|Photos||Video & Audio||Blogs||Statistics||Archive||Shop||Mobile|
BARLOW, RICHARD GORTON, who had been in failing health for some months, died on July 31, at his home at Blackpool in his 70th year. Unlike many famous professional players who have helped to make Lancashire great in the cricket field, Barlow belonged to the county by the closest of ties. He was born at Barrow Bridge, Bolton, on May 28, 1850. Cricket was from first to last the absorbing interest of his life. He played the game from early boyhood and long after his active career had ended--so recently indeed as 1914--he expressed his willingness to meet any man of his age at single wicket. He was then full of vigour and seemed to have many years of healthy life in store for him. He played his first match for Lancashire at Sheffield in 1871 and his last in 1891, both games, curiously enough, being against Yorkshire. Making a good start, he scarcely knew what it was to have a set-back till the time came for him to retire from the county eleven. No county ever had a more zealous worker. He kept himself in such first-rate physical condition that he was always capable of doing his best and no day was too long for him. As an all-round man he was one of the best of his day. He stood first among the batsmen of the extremely steady or stonewalling school, and even if he had not been able to get a run he would for his bowling and fielding have been worth a place in almost any eleven. In batting he used forward play for purposes of defence to an extent unknown in these days, but his judgment of length was so perfect, and his eye so sure that bowlers found it a terribly hard job to bowl him out. In the ordinary way he was not a batsman one would have journeyed ten miles to see, but when he opened a Lancashire innings--as he did hundreds of times--with Mr. Hornby, he became a figure of extreme interest. His defence and his captain's brilliancy formed a combination fascinating to all lovers of cricket.

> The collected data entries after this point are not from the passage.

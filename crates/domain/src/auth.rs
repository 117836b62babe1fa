//! Authentication types: credentials, sessions, and auth errors.

use chrono::{DateTime, Utc};
use serde::{Deserialize, Serialize};

/// A stored credential pair: the short-lived access token and the
/// longer-lived refresh token used to renew it.
///
/// The serialized field names are fixed; they are the keys under which the
/// pair is persisted by the credential store.
#[derive(Debug, Clone, PartialEq, Eq, Serialize, Deserialize)]
#[serde(rename_all = "camelCase")]
pub struct Credential {
    /// Bearer token attached to authenticated requests.
    pub access_token: String,
    /// Token exchanged for a new access token when the current one expires.
    pub refresh_token: String,
}

impl Credential {
    /// Create a credential pair.
    #[must_use]
    pub fn new(access_token: impl Into<String>, refresh_token: impl Into<String>) -> Self {
        Self {
            access_token: access_token.into(),
            refresh_token: refresh_token.into(),
        }
    }

    /// Authorization header value for the access token.
    #[must_use]
    pub fn bearer_header(&self) -> String {
        format!("Bearer {}", self.access_token)
    }

    /// Authorization header value carrying the refresh token, used only on
    /// the token renewal call.
    #[must_use]
    pub fn refresh_bearer_header(&self) -> String {
        format!("Bearer {}", self.refresh_token)
    }
}

/// Profile of the signed-in user, as returned by the auth endpoints.
#[derive(Debug, Clone, PartialEq, Eq, Serialize, Deserialize)]
#[serde(rename_all = "camelCase")]
pub struct UserProfile {
    /// Server-side user identifier.
    pub id: String,
    /// Account email address.
    pub email: String,
    /// Display name, if the account has one.
    #[serde(default)]
    pub name: Option<String>,
    /// When the account was created, if the server reports it.
    #[serde(default)]
    pub created_at: Option<DateTime<Utc>>,
}

/// Payload returned by `POST /auth/login`, `/auth/sign-in` and
/// `/auth/sign-up`: the user profile plus a fresh credential pair.
#[derive(Debug, Clone, PartialEq, Eq, Serialize, Deserialize)]
#[serde(rename_all = "camelCase")]
pub struct AuthSession {
    /// The signed-in user.
    pub user: UserProfile,
    /// Fresh access token.
    pub access_token: String,
    /// Fresh refresh token.
    pub refresh_token: String,
}

impl AuthSession {
    /// The credential pair carried by this session.
    #[must_use]
    pub fn credential(&self) -> Credential {
        Credential::new(self.access_token.clone(), self.refresh_token.clone())
    }
}

/// Request body for `POST /auth/login` and `POST /auth/sign-in`.
#[derive(Debug, Clone, Serialize, Deserialize)]
#[serde(rename_all = "camelCase")]
pub struct SignInRequest {
    /// Account email address.
    pub email: String,
    /// Account password.
    pub password: String,
}

/// Request body for `POST /auth/sign-up`.
#[derive(Debug, Clone, Serialize, Deserialize)]
#[serde(rename_all = "camelCase")]
pub struct SignUpRequest {
    /// Account email address.
    pub email: String,
    /// Account password.
    pub password: String,
    /// Display name for the new account.
    #[serde(default)]
    pub name: Option<String>,
}

/// Authentication failures.
///
/// This is the outcome type the refresh coordinator transports to every
/// waiter, so it is `Clone`: one exchange failure is delivered to all
/// requests that were queued behind it.
#[derive(Debug, Clone, PartialEq, Eq, thiserror::Error)]
pub enum AuthError {
    /// The token renewal call was rejected by the backend.
    #[error("token refresh rejected (status {status:?}): {message}")]
    RefreshFailed {
        /// HTTP status of the rejection, if one was received.
        status: Option<u16>,
        /// Error description.
        message: String,
    },

    /// No refresh token is available to renew with.
    #[error("no refresh token available")]
    MissingRefreshToken,

    /// The renewal call failed at the transport level.
    #[error("network error during token refresh: {message}")]
    Network {
        /// Error description.
        message: String,
    },

    /// The in-flight refresh was abandoned before settling.
    #[error("token refresh interrupted")]
    Interrupted,
}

Of his doings for Lancashire with bat and ball one could write pages. Some of his best feats are set out in detail below. As a bowler--left-hand medium pace--he placed implicit faith in accuracy of length and sent down very few bad balls, but he could not be described as at all mechanical. He was full of resource, he always had a fair amount of spin, and he was quick to discover a batsman's weak points.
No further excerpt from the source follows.